**Work item**
Repeat exactly, and only, the lines below starting at the line that contains "pub mod observability;" and ending at the line that contains "use thiserror::Error;", inclusive of both.

===== Extracted records =====

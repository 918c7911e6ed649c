//! Ordered route registry.
//!
//! # Responsibilities
//! - Compile and append routes in registration order
//! - Refuse duplicate patterns
//! - Report compile failures through a replaceable reporter
//!
//! # Design Decisions
//! - Append-only contiguous storage; registration order is match priority
//! - Growth failures surface as `OutOfMemory`, never abort
//! - A failed add leaves the registry untouched

use std::fmt;
use std::io::{IsTerminal, Write};
use std::sync::Arc;

use crate::error::{RoutingError, RoutingResult};
use crate::routing::matcher::{MatcherOptions, PatternMatcher};
use crate::routing::route::{Route, RouteMatch};

/// Receives the diagnostic text of a failed registration.
pub type ErrorReporter = Arc<dyn Fn(&str) + Send + Sync>;

/// Writes to stderr when it is attached to a terminal, otherwise stays quiet.
pub fn default_error_reporter(message: &str) {
    let mut stderr = std::io::stderr();
    if stderr.is_terminal() {
        let _ = writeln!(stderr, "{}", message);
        let _ = stderr.flush();
    }
}

/// Routes in registration order.
pub struct Routes<T, U = ()> {
    entries: Vec<Route<T, U>>,
    options: MatcherOptions,
    reporter: ErrorReporter,
}

impl<T, U> Routes<T, U> {
    pub fn new() -> Self {
        Self::with_options(MatcherOptions::default())
    }

    /// Create a registry whose patterns compile with `options`.
    pub fn with_options(options: MatcherOptions) -> Self {
        Self {
            entries: Vec::new(),
            options,
            reporter: Arc::new(default_error_reporter),
        }
    }

    /// Replace the reporter used by [`Routes::add`].
    pub fn set_error_reporter<F>(&mut self, reporter: F)
    where
        F: Fn(&str) + Send + Sync + 'static,
    {
        self.reporter = Arc::new(reporter);
    }

    /// Register `pattern`, reporting any compile failure through the
    /// registry's error reporter before returning it.
    pub fn add<F>(&mut self, pattern: &str, data: T, handler: F) -> RoutingResult<()>
    where
        F: Fn(&RouteMatch<'_, T, U>) + Send + Sync + 'static,
    {
        let mut message = String::new();
        let result = self.add_with_message(pattern, data, handler, &mut message);
        if !message.is_empty() {
            (self.reporter)(&message);
        }
        result
    }

    /// Register `pattern`, writing any compile diagnostic into `message`
    /// instead of the error reporter.
    pub fn add_with_message<F>(
        &mut self,
        pattern: &str,
        data: T,
        handler: F,
        message: &mut String,
    ) -> RoutingResult<()>
    where
        F: Fn(&RouteMatch<'_, T, U>) + Send + Sync + 'static,
    {
        if pattern.is_empty() {
            return Err(RoutingError::InvalidArgument("pattern must not be empty"));
        }
        if self.contains(pattern) {
            return Err(RoutingError::AlreadyExists {
                key: pattern.to_string(),
            });
        }

        let matcher = match PatternMatcher::compile_with(pattern, &self.options) {
            Ok(matcher) => matcher,
            Err(e) => {
                tracing::warn!(pattern = %pattern, error = %e, "Route pattern rejected");
                message.clear();
                message.push_str(&e.to_string());
                return Err(e.into());
            }
        };

        self.entries.try_reserve(1)?;
        self.entries.push(Route::new(matcher, data, Box::new(handler)));

        tracing::debug!(pattern = %pattern, position = self.entries.len() - 1, "Route registered");
        Ok(())
    }

    /// Whether a route was registered with exactly this (unanchored) pattern.
    pub fn contains(&self, pattern: &str) -> bool {
        self.entries.iter().any(|r| r.raw_pattern() == pattern)
    }

    pub fn len(&self) -> usize {
        self.entries.len()
    }

    pub fn is_empty(&self) -> bool {
        self.entries.is_empty()
    }

    pub fn get(&self, index: usize) -> Option<&Route<T, U>> {
        self.entries.get(index)
    }

    /// Routes in match priority order.
    pub fn iter(&self) -> std::slice::Iter<'_, Route<T, U>> {
        self.entries.iter()
    }

    /// Drop every route and its compiled pattern.
    pub fn clear(&mut self) {
        self.entries.clear();
        self.entries.shrink_to_fit();
    }
}

impl<T, U> Default for Routes<T, U> {
    fn default() -> Self {
        Self::new()
    }
}

impl<'a, T, U> IntoIterator for &'a Routes<T, U> {
    type Item = &'a Route<T, U>;
    type IntoIter = std::slice::Iter<'a, Route<T, U>>;

    fn into_iter(self) -> Self::IntoIter {
        self.iter()
    }
}

impl<T: fmt::Debug, U> fmt::Debug for Routes<T, U> {
    fn fmt(&self, f: &mut fmt::Formatter<'_>) -> fmt::Result {
        f.debug_struct("Routes")
            .field("entries", &self.entries)
            .field("options", &self.options)
            .finish_non_exhaustive()
    }
}

#[cfg(test)]
mod tests {
    use super::*;
    use std::sync::Mutex;

    fn noop(_: &RouteMatch<'_, &'static str>) {}

    #[test]
    fn test_preserves_registration_order() {
        let mut routes = Routes::new();
        routes.add("/foo/bar", "a", noop).unwrap();
        routes.add("/bar", "b", noop).unwrap();
        routes.add("/baz", "c", noop).unwrap();

        let patterns: Vec<_> = routes.iter().map(|r| r.pattern()).collect();
        assert_eq!(patterns, ["^/foo/bar$", "^/bar$", "^/baz$"]);
    }

    #[test]
    fn test_duplicate_pattern_rejected() {
        let mut routes = Routes::new();
        routes.add("/foo", "a", noop).unwrap();
        let err = routes.add("/foo", "b", noop).unwrap_err();
        assert_eq!(err, RoutingError::AlreadyExists { key: "/foo".into() });
        assert_eq!(routes.len(), 1);
        assert_eq!(*routes.get(0).unwrap().data(), "a");
    }

    #[test]
    fn test_prefix_of_existing_pattern_is_distinct() {
        let mut routes = Routes::new();
        routes.add("/product/(?P<id>[0-9]+)", "a", noop).unwrap();
        routes.add("/product", "b", noop).unwrap();
        assert_eq!(routes.len(), 2);
    }

    #[test]
    fn test_empty_pattern_is_invalid() {
        let mut routes = Routes::new();
        let err = routes.add("", "a", noop).unwrap_err();
        assert!(matches!(err, RoutingError::InvalidArgument(_)));
    }

    #[test]
    fn test_compile_failure_is_reported() {
        let seen = Arc::new(Mutex::new(Vec::new()));
        let sink = seen.clone();

        let mut routes = Routes::new();
        routes.set_error_reporter(move |msg| sink.lock().unwrap().push(msg.to_string()));

        let err = routes.add("/broken/(", "a", noop).unwrap_err();
        assert!(matches!(err, RoutingError::Compile(_)));
        assert!(routes.is_empty());

        let seen = seen.lock().unwrap();
        assert_eq!(seen.len(), 1);
        assert!(seen[0].starts_with("pattern compilation failed at offset"));
    }

    #[test]
    fn test_add_with_message_bypasses_reporter() {
        let calls = Arc::new(Mutex::new(0));
        let counter = calls.clone();

        let mut routes = Routes::new();
        routes.set_error_reporter(move |_| *counter.lock().unwrap() += 1);

        let mut message = String::new();
        let err = routes
            .add_with_message("/a\\K", "a", noop, &mut message)
            .unwrap_err();
        assert!(matches!(err, RoutingError::Compile(_)));
        assert!(message.contains("\\K is not allowed"));
        assert_eq!(*calls.lock().unwrap(), 0);
    }

    #[test]
    fn test_duplicates_are_not_reported() {
        let calls = Arc::new(Mutex::new(0));
        let counter = calls.clone();

        let mut routes = Routes::new();
        routes.set_error_reporter(move |_| *counter.lock().unwrap() += 1);
        routes.add("/a", "a", noop).unwrap();
        assert!(routes.add("/a", "a", noop).is_err());
        assert_eq!(*calls.lock().unwrap(), 0);
    }

    #[test]
    fn test_clear() {
        let mut routes = Routes::new();
        routes.add("/a", "a", noop).unwrap();
        routes.add("/b", "b", noop).unwrap();
        routes.clear();
        assert!(routes.is_empty());
        routes.add("/a", "a", noop).unwrap();
        assert_eq!(routes.len(), 1);
    }
}
//! Request routing core for an embeddable HTTP server.
//!
//! Paths are matched against an ordered list of regular-expression routes;
//! the first match runs its handler with the captured variables. An
//! entrypoint registry selects a per-mount router by the leading path segment.
//!
//! ```
//! use route_dispatch::{Router, Routes, RoutingError};
//! use std::cell::RefCell;
//!
//! let mut routes: Routes<&str, RefCell<String>> = Routes::new();
//! routes.add("/product/(?P<id>[0-9]+)", "product", |m| {
//!     *m.user_data().borrow_mut() = m.var("id").unwrap_or_default().to_string();
//! }).unwrap();
//! let router = Router::new(routes).unwrap();
//!
//! let out = RefCell::new(String::new());
//! router.dispatch("/product/123", &out).unwrap();
//! assert_eq!(*out.borrow(), "123");
//! assert_eq!(router.dispatch("/product/abc", &out), Err(RoutingError::NotFound));
//! ```

pub mod config;
pub mod entrypoints;
pub mod error;
pub mod observability;
pub mod routing;
pub mod table;

pub use config::RouterConfig;
pub use entrypoints::{Entrypoint, Entrypoints};
pub use error::{CompileError, RoutingError, RoutingResult};
pub use routing::{DispatchObserver, PatternMatcher, Route, RouteMatch, Router, Routes};
pub use table::{DispatchReport, RouteTable};
//! Configuration loading from disk.

use std::fs;
use std::path::Path;

use thiserror::Error;

use crate::config::schema::RouterConfig;
use crate::config::validation::{validate_config, ValidationError};

/// Error type for configuration loading.
#[derive(Debug, Error)]
pub enum ConfigError {
    #[error("IO error: {0}")]
    Io(#[from] std::io::Error),

    #[error("Parse error: {0}")]
    Parse(#[from] toml::de::Error),

    #[error("Validation failed: {}", join(.0))]
    Validation(Vec<ValidationError>),
}

fn join(errors: &[ValidationError]) -> String {
    errors
        .iter()
        .map(ToString::to_string)
        .collect::<Vec<_>>()
        .join(", ")
}

/// Parse and validate configuration from TOML text.
pub fn parse_config(content: &str) -> Result<RouterConfig, ConfigError> {
    let config: RouterConfig = toml::from_str(content)?;
    validate_config(&config).map_err(ConfigError::Validation)?;
    Ok(config)
}

/// Load and validate configuration from a TOML file.
pub fn load_config(path: &Path) -> Result<RouterConfig, ConfigError> {
    let content = fs::read_to_string(path)?;
    let config = parse_config(&content)?;
    tracing::debug!(path = %path.display(), entrypoints = config.entrypoints.len(), "Configuration loaded");
    Ok(config)
}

=====

**Completed exercise**
pub mod observability;
pub mod routing;
pub mod table;

pub use config::RouterConfig;
pub use entrypoints::{Entrypoint, Entrypoints};
pub use error::{CompileError, RoutingError, RoutingResult};
pub use routing::{DispatchObserver, PatternMatcher, Route, RouteMatch, Router, Routes};
pub use table::{DispatchReport, RouteTable};
//! Configuration loading from disk.

use std::fs;
use std::path::Path;

use thiserror::Error;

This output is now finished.